YOUR OBJECTIVE
The whole listing below should be duplicated exactly, with nothing left out.

WORKING DATA
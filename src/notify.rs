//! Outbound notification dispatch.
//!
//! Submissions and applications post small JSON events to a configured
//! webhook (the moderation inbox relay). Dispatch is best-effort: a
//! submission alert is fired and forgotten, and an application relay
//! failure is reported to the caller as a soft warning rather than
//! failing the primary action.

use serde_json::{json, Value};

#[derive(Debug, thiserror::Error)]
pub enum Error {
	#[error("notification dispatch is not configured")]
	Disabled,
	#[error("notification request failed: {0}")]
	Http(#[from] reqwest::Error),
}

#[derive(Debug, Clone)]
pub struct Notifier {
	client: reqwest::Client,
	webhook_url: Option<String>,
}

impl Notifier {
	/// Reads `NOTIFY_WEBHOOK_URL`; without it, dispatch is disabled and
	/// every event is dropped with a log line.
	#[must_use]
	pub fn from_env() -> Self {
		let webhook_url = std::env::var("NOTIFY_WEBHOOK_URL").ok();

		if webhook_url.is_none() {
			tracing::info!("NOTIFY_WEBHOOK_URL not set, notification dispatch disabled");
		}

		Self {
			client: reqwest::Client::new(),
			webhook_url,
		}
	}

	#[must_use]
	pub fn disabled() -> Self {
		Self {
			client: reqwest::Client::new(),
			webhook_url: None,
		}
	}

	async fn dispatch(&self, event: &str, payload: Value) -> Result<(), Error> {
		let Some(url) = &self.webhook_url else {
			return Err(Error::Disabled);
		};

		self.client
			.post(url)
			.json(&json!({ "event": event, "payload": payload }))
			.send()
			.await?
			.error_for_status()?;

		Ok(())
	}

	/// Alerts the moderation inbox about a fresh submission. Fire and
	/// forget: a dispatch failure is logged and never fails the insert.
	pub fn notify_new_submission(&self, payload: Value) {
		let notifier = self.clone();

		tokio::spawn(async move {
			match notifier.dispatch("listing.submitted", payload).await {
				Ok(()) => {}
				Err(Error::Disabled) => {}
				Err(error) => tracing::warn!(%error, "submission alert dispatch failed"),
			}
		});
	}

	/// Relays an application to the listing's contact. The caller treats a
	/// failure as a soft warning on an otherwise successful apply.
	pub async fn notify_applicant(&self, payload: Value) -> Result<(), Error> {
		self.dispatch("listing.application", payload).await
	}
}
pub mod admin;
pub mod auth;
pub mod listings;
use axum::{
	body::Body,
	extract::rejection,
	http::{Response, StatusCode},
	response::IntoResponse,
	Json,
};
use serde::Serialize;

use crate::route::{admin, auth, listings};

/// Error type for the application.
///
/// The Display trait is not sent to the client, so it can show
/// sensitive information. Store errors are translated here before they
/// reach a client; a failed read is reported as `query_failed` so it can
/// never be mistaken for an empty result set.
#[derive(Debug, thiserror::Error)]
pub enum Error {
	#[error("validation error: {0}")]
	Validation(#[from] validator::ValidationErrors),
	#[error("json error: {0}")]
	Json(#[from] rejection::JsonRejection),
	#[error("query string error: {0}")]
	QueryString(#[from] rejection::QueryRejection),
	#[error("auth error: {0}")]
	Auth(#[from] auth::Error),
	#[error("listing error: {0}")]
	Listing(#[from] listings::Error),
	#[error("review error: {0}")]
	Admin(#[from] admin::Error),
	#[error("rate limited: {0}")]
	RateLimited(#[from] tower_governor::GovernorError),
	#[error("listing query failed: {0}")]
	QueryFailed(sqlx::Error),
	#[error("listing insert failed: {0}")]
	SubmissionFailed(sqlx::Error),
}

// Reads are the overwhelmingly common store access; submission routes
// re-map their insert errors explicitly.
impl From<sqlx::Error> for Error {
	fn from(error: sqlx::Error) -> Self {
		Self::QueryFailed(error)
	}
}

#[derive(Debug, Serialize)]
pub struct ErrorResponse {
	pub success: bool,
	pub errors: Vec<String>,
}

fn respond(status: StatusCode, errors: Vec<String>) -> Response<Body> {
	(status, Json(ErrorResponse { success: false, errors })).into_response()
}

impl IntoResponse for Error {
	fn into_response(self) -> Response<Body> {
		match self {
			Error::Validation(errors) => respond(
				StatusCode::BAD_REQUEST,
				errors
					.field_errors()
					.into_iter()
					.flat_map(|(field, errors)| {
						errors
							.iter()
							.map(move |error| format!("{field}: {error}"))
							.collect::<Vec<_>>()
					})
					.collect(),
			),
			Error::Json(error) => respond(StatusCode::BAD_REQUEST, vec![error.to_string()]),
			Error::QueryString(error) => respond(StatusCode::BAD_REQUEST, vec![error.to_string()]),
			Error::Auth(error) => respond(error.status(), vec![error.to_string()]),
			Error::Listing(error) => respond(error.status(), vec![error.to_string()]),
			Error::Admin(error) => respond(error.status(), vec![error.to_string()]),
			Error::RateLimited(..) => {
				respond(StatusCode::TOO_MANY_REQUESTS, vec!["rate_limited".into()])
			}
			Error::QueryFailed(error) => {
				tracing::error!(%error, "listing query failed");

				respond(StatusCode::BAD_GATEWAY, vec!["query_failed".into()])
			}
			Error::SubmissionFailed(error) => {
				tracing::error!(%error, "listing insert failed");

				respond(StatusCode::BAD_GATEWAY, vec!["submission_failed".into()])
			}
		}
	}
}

THE ANSWER
filename src/notify.rs
//! Outbound notification dispatch.
//!
//! Submissions and applications post small JSON events to a configured
//! webhook (the moderation inbox relay). Dispatch is best-effort: a
//! submission alert is fired and forgotten, and an application relay
//! failure is reported to the caller as a soft warning rather than
//! failing the primary action.

use serde_json::{json, Value};

#[derive(Debug, thiserror::Error)]
pub enum Error {
	#[error("notification dispatch is not configured")]
	Disabled,
	#[error("notification request failed: {0}")]
	Http(#[from] reqwest::Error),
}

#[derive(Debug, Clone)]
pub struct Notifier {
	client: reqwest::Client,
	webhook_url: Option<String>,
}

impl Notifier {
	/// Reads `NOTIFY_WEBHOOK_URL`; without it, dispatch is disabled and
	/// every event is dropped with a log line.
	#[must_use]
	pub fn from_env() -> Self {
		let webhook_url = std::env::var("NOTIFY_WEBHOOK_URL").ok();

		if webhook_url.is_none() {
			tracing::info!("NOTIFY_WEBHOOK_URL not set, notification dispatch disabled");
		}

		Self {
			client: reqwest::Client::new(),
			webhook_url,
		}
	}

	#[must_use]
	pub fn disabled() -> Self {
		Self {
			client: reqwest::Client::new(),
			webhook_url: None,
		}
	}

	async fn dispatch(&self, event: &str, payload: Value) -> Result<(), Error> {
		let Some(url) = &self.webhook_url else {
			return Err(Error::Disabled);
		};

		self.client
			.post(url)
			.json(&json!({ "event": event, "payload": payload }))
			.send()
			.await?
			.error_for_status()?;

		Ok(())
	}

	/// Alerts the moderation inbox about a fresh submission. Fire and
	/// forget: a dispatch failure is logged and never fails the insert.
	pub fn notify_new_submission(&self, payload: Value) {
		let notifier = self.clone();

		tokio::spawn(async move {
			match notifier.dispatch("listing.submitted", payload).await {
				Ok(()) => {}
				Err(Error::Disabled) => {}
				Err(error) => tracing::warn!(%error, "submission alert dispatch failed"),
			}
		});
	}

	/// Relays an application to the listing's contact. The caller treats a
	/// failure as a soft warning on an otherwise successful apply.
	pub async fn notify_applicant(&self, payload: Value) -> Result<(), Error> {
		self.dispatch("listing.application", payload).await
	}
}
pub mod admin;
pub mod auth;
pub mod listings;
use axum::{
	body::Body,
	extract::rejection,
	http::{Response, StatusCode},
	response::IntoResponse,
	Json,
};
use serde::Serialize;

use crate::route::{admin, auth, listings};

/// Error type for the application.
///
/// The Display trait is not sent to the client, so it can show
/// sensitive information. Store errors are translated here before they
/// reach a client; a failed read is reported as `query_failed` so it can
/// never be mistaken for an empty result set.
#[derive(Debug, thiserror::Error)]
pub enum Error {
	#[error("validation error: {0}")]
	Validation(#[from] validator::ValidationErrors),
	#[error("json error: {0}")]
	Json(#[from] rejection::JsonRejection),
	#[error("query string error: {0}")]
	QueryString(#[from] rejection::QueryRejection),
	#[error("auth error: {0}")]
	Auth(#[from] auth::Error),
	#[error("listing error: {0}")]
	Listing(#[from] listings::Error),
	#[error("review error: {0}")]
	Admin(#[from] admin::Error),
	#[error("rate limited: {0}")]
	RateLimited(#[from] tower_governor::GovernorError),
	#[error("listing query failed: {0}")]
	QueryFailed(sqlx::Error),
	#[error("listing insert failed: {0}")]
	SubmissionFailed(sqlx::Error),
}

// Reads are the overwhelmingly common store access; submission routes
// re-map their insert errors explicitly.
impl From<sqlx::Error> for Error {
	fn from(error: sqlx::Error) -> Self {
		Self::QueryFailed(error)
	}
}

#[derive(Debug, Serialize)]
pub struct ErrorResponse {
	pub success: bool,
	pub errors: Vec<String>,
}

fn respond(status: StatusCode, errors: Vec<String>) -> Response<Body> {
	(status, Json(ErrorResponse { success: false, errors })).into_response()
}

impl IntoResponse for Error {
	fn into_response(self) -> Response<Body> {
		match self {
			Error::Validation(errors) => respond(
				StatusCode::BAD_REQUEST,
				errors
					.field_errors()
					.into_iter()
					.flat_map(|(field, errors)| {
						errors
							.iter()
							.map(move |error| format!("{field}: {error}"))
							.collect::<Vec<_>>()
					})
					.collect(),
			),
			Error::Json(error) => respond(StatusCode::BAD_REQUEST, vec![error.to_string()]),
			Error::QueryString(error) => respond(StatusCode::BAD_REQUEST, vec![error.to_string()]),
			Error::Auth(error) => respond(error.status(), vec![error.to_string()]),
			Error::Listing(error) => respond(error.status(), vec![error.to_string()]),
			Error::Admin(error) => respond(error.status(), vec![error.to_string()]),
			Error::RateLimited(..) => {
				respond(StatusCode::TOO_MANY_REQUESTS, vec!["rate_limited".into()])
			}
			Error::QueryFailed(error) => {
				tracing::error!(%error, "listing query failed");

				respond(StatusCode::BAD_GATEWAY, vec!["query_failed".into()])
			}
			Error::SubmissionFailed(error) => {
				tracing::error!(%error, "listing insert failed");

				respond(StatusCode::BAD_GATEWAY, vec!["submission_failed".into()])
			}
		}
	}
}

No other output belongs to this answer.